Posted by Lou on August 11, 2013 in Boating News, Chesapeake Bay, Environmental News, Georgetown Waterfront, Potomac River, Washington DC News

The Georgetown waterfront is a favorite among boaters in Washington DC. On any given Friday or Saturday night, you’ll find 30-50 boats tied up along the sea wall.

To reach the Georgetown waterfront by boat, you must pass under a series of bridges: Long Bridge (CSX Railroad), Fenwick Bridge (Metro Yellow Line), all 3 spans of the 14th Street Bridge, Memorial Bridge and Roosevelt Bridge. At current sea levels, each bridge provides 25-30 feet of vertical space for vessel passage.

However, what will happen when sea level rises and the bridges stay the same height? Will boats still be able to reach the Georgetown Waterfront? Not unless the bridges are rebuilt or you’re captaining a submarine.

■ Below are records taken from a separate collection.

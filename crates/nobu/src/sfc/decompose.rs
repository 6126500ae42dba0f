//! Component decomposition into independently fetchable modules.

use regex::Regex;
use std::sync::{Arc, LazyLock};

use super::compiler::{RenderCompiler, TemplateCompiler};
use super::parser::{ComponentDocument, ComponentParser, VueParser};
use crate::request::{virtual_path, SectionKind};
use crate::rewrite::rewrite_imports;
use crate::{Error, Result};

/// Browser-side routine that appends a `<style>` element to `document.head`.
///
/// Emitted verbatim at the top of every style sub-resource.
pub const UPDATE_STYLE_RUNTIME: &str = include_str!("../../assets/update-style.js");

/// Bumped whenever [`UPDATE_STYLE_RUNTIME`] changes behavior.
pub const UPDATE_STYLE_RUNTIME_VERSION: u32 = 1;

/// Local binding the component's default export is renamed to.
const SCRIPT_BINDING: &str = "__script";

static DEFAULT_EXPORT: LazyLock<Regex> =
    LazyLock::new(|| Regex::new(r"\bexport\s+default\b\s*").expect("valid export regex"));

/// Build the style sub-resource module for one block of CSS.
///
/// The CSS is embedded as a JSON string literal. `</` is escaped so the
/// payload can never close an enclosing `<script>` element.
pub fn style_module(css: &str) -> String {
    let payload = serde_json::Value::from(css).to_string().replace("</", "<\\/");
    format!("{UPDATE_STYLE_RUNTIME}const __css = {payload};\nupdateStyle(__css);\nexport default __css;\n")
}

/// Splits components into the whole-document, template and style modules.
#[derive(Debug, Clone)]
pub struct ComponentDecomposer {
    parser: Arc<dyn ComponentParser>,
    compiler: Arc<dyn TemplateCompiler>,
}

impl Default for ComponentDecomposer {
    fn default() -> Self {
        Self::vue()
    }
}

impl ComponentDecomposer {
    pub fn new(parser: Arc<dyn ComponentParser>, compiler: Arc<dyn TemplateCompiler>) -> Self {
        Self { parser, compiler }
    }

    /// Decomposer using the built-in [`VueParser`] and [`RenderCompiler`].
    pub fn vue() -> Self {
        Self::new(Arc::new(VueParser), Arc::new(RenderCompiler))
    }

    /// Parse component source, attributing failures to `path`.
    pub fn parse(&self, path: &str, source: &str) -> Result<ComponentDocument> {
        self.parser
            .parse(source)
            .map_err(|source| Error::ComponentParseFailure {
                path: path.to_string(),
                source,
            })
    }

    /// Synthesize the module served for the component itself.
    ///
    /// The script's default export is rebound to a local so the render
    /// function can be attached before it is re-exported. Sub-resource
    /// imports are only emitted for sections that exist, so the browser
    /// never follows an import that would 404.
    pub fn document_module(&self, path: &str, source: &str) -> Result<String> {
        let document = self.parse(path, source)?;

        let script = document
            .script
            .as_ref()
            .map(|block| block.content.as_str())
            .filter(|content| DEFAULT_EXPORT.is_match(content));

        let mut module = match script {
            Some(content) => {
                let bound = DEFAULT_EXPORT.replace(content, format!("const {SCRIPT_BINDING} = "));
                rewrite_imports(&bound).into_owned()
            }
            None => {
                let mut module = document
                    .script
                    .as_ref()
                    .map(|block| rewrite_imports(&block.content).into_owned())
                    .unwrap_or_default();
                module.push_str(&format!("\nconst {SCRIPT_BINDING} = {{}}"));
                module
            }
        };

        if !module.ends_with('\n') {
            module.push('\n');
        }

        if document.template.is_some() {
            let template = js_path(&virtual_path(path, &SectionKind::Template));
            module.push_str(&format!("import {{ render as __render }} from {template}\n"));
        }

        if !document.styles.is_empty() {
            let style = js_path(&virtual_path(path, &SectionKind::Style));
            module.push_str(&format!("import {style}\n"));
        }

        if document.template.is_some() {
            module.push_str(&format!("{SCRIPT_BINDING}.render = __render\n"));
        }

        module.push_str(&format!("export default {SCRIPT_BINDING}\n"));
        Ok(module)
    }

    /// Compile the template section into a render-function module.
    pub fn template_module(&self, path: &str, source: &str) -> Result<String> {
        let document = self.parse(path, source)?;
        let template = document.template.ok_or_else(|| Error::MissingSection {
            path: path.to_string(),
            section: "template",
        })?;

        let compiled = self
            .compiler
            .compile(&template.content)
            .map_err(|source| Error::TemplateCompileFailure {
                path: path.to_string(),
                source,
            })?;

        Ok(rewrite_imports(&compiled).into_owned())
    }

    /// Build the style-injection module from the first style section.
    pub fn style_module(&self, path: &str, source: &str) -> Result<String> {
        let document = self.parse(path, source)?;

        let first = document.styles.first().ok_or_else(|| Error::MissingSection {
            path: path.to_string(),
            section: "style",
        })?;

        if document.styles.len() > 1 {
            tracing::debug!(
                path,
                ignored = document.styles.len() - 1,
                "only the first <style> block is served"
            );
        }

        Ok(style_module(&first.content))
    }
}

fn js_path(path: &str) -> String {
    serde_json::Value::from(path).to_string()
}

#[cfg(test)]
mod tests {
    use super::*;
    use crate::sfc::{CompileError, ParseError};

    const APP: &str = r#"<template>
  <div class="app">{{ msg }}</div>
</template>

<script>
import { ref } from 'vue'
import Child from './Child.vue'
export default {
  data() { return { msg: 'hi' } }
}
</script>

<style>
.app { color: red }
</style>
"#;

    #[test]
    fn test_document_module() {
        let module = ComponentDecomposer::vue().document_module("/App.vue", APP).unwrap();

        assert!(module.contains("import { ref } from '/@modules/vue'"));
        assert!(module.contains("import Child from './Child.vue'"));
        assert!(module.contains("const __script = {"));
        assert!(!module.contains("export default {"));
        assert!(module.contains("import { render as __render } from \"/App.vue?type=template\"\n"));
        assert!(module.contains("import \"/App.vue?type=style\"\n"));
        assert!(module.contains("__script.render = __render\n"));
        assert!(module.ends_with("export default __script\n"));
    }

    #[test]
    fn test_no_styles_means_no_style_import() {
        let source = "<template><p/></template><script>export default {}</script>";
        let module = ComponentDecomposer::vue().document_module("/A.vue", source).unwrap();
        assert!(!module.contains("type=style"));
        assert!(module.contains("type=template"));
    }

    #[test]
    fn test_two_styles_import_once_and_serve_first() {
        let source = "<template><p/></template><script>export default {}</script>\
                      <style>.first{}</style><style>.second{}</style>";
        let decomposer = ComponentDecomposer::vue();

        let module = decomposer.document_module("/A.vue", source).unwrap();
        assert_eq!(module.matches("/A.vue?type=style").count(), 1);

        let style = decomposer.style_module("/A.vue", source).unwrap();
        assert!(style.contains(".first{}"));
        assert!(!style.contains(".second{}"));
    }

    #[test]
    fn test_script_without_default_export() {
        let source = "<template><p/></template><script>console.log('side effect')</script>";
        let module = ComponentDecomposer::vue().document_module("/A.vue", source).unwrap();
        assert!(module.starts_with("console.log('side effect')"));
        assert!(module.contains("const __script = {}"));
        assert!(module.ends_with("export default __script\n"));
    }

    #[test]
    fn test_no_script_no_template() {
        let module = ComponentDecomposer::vue()
            .document_module("/Empty.vue", "<style>a{}</style>")
            .unwrap();
        assert!(module.contains("const __script = {}"));
        assert!(!module.contains("__render"));
        assert!(module.contains("import \"/Empty.vue?type=style\""));
    }

    #[test]
    fn test_only_first_default_export_rebound() {
        let source = "<script>export default { a: 1 }\n// export default later</script>";
        let module = ComponentDecomposer::vue().document_module("/A.vue", source).unwrap();
        assert!(module.contains("const __script = { a: 1 }"));
        assert!(module.contains("// export default later"));
    }

    #[test]
    fn test_default_export_without_space() {
        let source = "<template><p/></template><script>export default{ data(){ return {} } }</script>";
        let module = ComponentDecomposer::vue().document_module("/A.vue", source).unwrap();
        assert_eq!(module.matches("export default").count(), 1);
        assert!(module.starts_with("const __script = { data(){ return {} } }"));
        assert!(!module.contains("const __script = {}"));
    }

    #[test]
    fn test_default_export_identifier() {
        let source = "<script>const Comp = {}\nexport default Comp</script>";
        let module = ComponentDecomposer::vue().document_module("/A.vue", source).unwrap();
        assert!(module.contains("const __script = Comp"));
        assert_eq!(module.matches("export default").count(), 1);
    }

    #[test]
    fn test_template_module_rewrites_vue_import() {
        let module = ComponentDecomposer::vue().template_module("/App.vue", APP).unwrap();
        assert!(module.contains("from \"/@modules/vue\""));
        assert!(module.contains("export function render(_ctx, _cache)"));
        assert!(module.contains("_toDisplayString(_ctx.msg)"));
    }

    #[test]
    fn test_missing_sections() {
        let decomposer = ComponentDecomposer::vue();
        let source = "<script>export default {}</script>";

        let err = decomposer.template_module("/A.vue", source).unwrap_err();
        assert!(matches!(err, Error::MissingSection { section: "template", .. }));
        assert_eq!(err.status_code(), 404);

        let err = decomposer.style_module("/A.vue", source).unwrap_err();
        assert!(matches!(err, Error::MissingSection { section: "style", .. }));
    }

    #[test]
    fn test_style_module_shape() {
        let module = style_module(".a { content: \"x\" }\n</style>");
        assert!(module.starts_with(UPDATE_STYLE_RUNTIME));
        assert!(module.contains(r#"const __css = ".a { content: \"x\" }\n<\/style>";"#));
        assert!(module.contains("updateStyle(__css);\n"));
        assert!(module.ends_with("export default __css;\n"));
        assert!(UPDATE_STYLE_RUNTIME.contains("function updateStyle(content)"));
    }

    #[test]
    fn test_parse_failure_carries_path() {
        let err = ComponentDecomposer::vue()
            .document_module("/Broken.vue", "<template><div>")
            .unwrap_err();
        assert!(matches!(
            err,
            Error::ComponentParseFailure { ref path, source: ParseError::UnclosedBlock { .. } }
                if path == "/Broken.vue"
        ));
        assert_eq!(err.status_code(), 500);
    }

    #[test]
    fn test_compile_failure() {
        let err = ComponentDecomposer::vue()
            .template_module("/A.vue", "<template><div v-if=\"x\"></div></template>")
            .unwrap_err();
        assert!(matches!(
            err,
            Error::TemplateCompileFailure { source: CompileError::UnsupportedDirective { .. }, .. }
        ));
    }

    #[derive(Debug)]
    struct UppercaseCompiler;

    impl TemplateCompiler for UppercaseCompiler {
        fn compile(&self, template: &str) -> std::result::Result<String, CompileError> {
            Ok(format!("import {{ x }} from 'vue'\nexport const render = {:?}", template.to_uppercase()))
        }
    }

    #[test]
    fn test_custom_compiler() {
        let decomposer = ComponentDecomposer::new(Arc::new(VueParser), Arc::new(UppercaseCompiler));
        let module = decomposer.template_module("/A.vue", "<template>hi</template>").unwrap();
        assert!(module.contains("from '/@modules/vue'"));
        assert!(module.contains("\"HI\""));
    }
}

Take a look at the illustrations below, which imagine what the Potomac River would look like based on varying degrees of low and medium tide, courtesy of the Surging Seas Project. Pay careful attention to the bridge clearances.

The Jefferson Memorial today:

The Jefferson Memorial with 25 ft. of sea level rise:

The white cones on the maps show the location and angle of the camera that is seen in the corresponding illustrations.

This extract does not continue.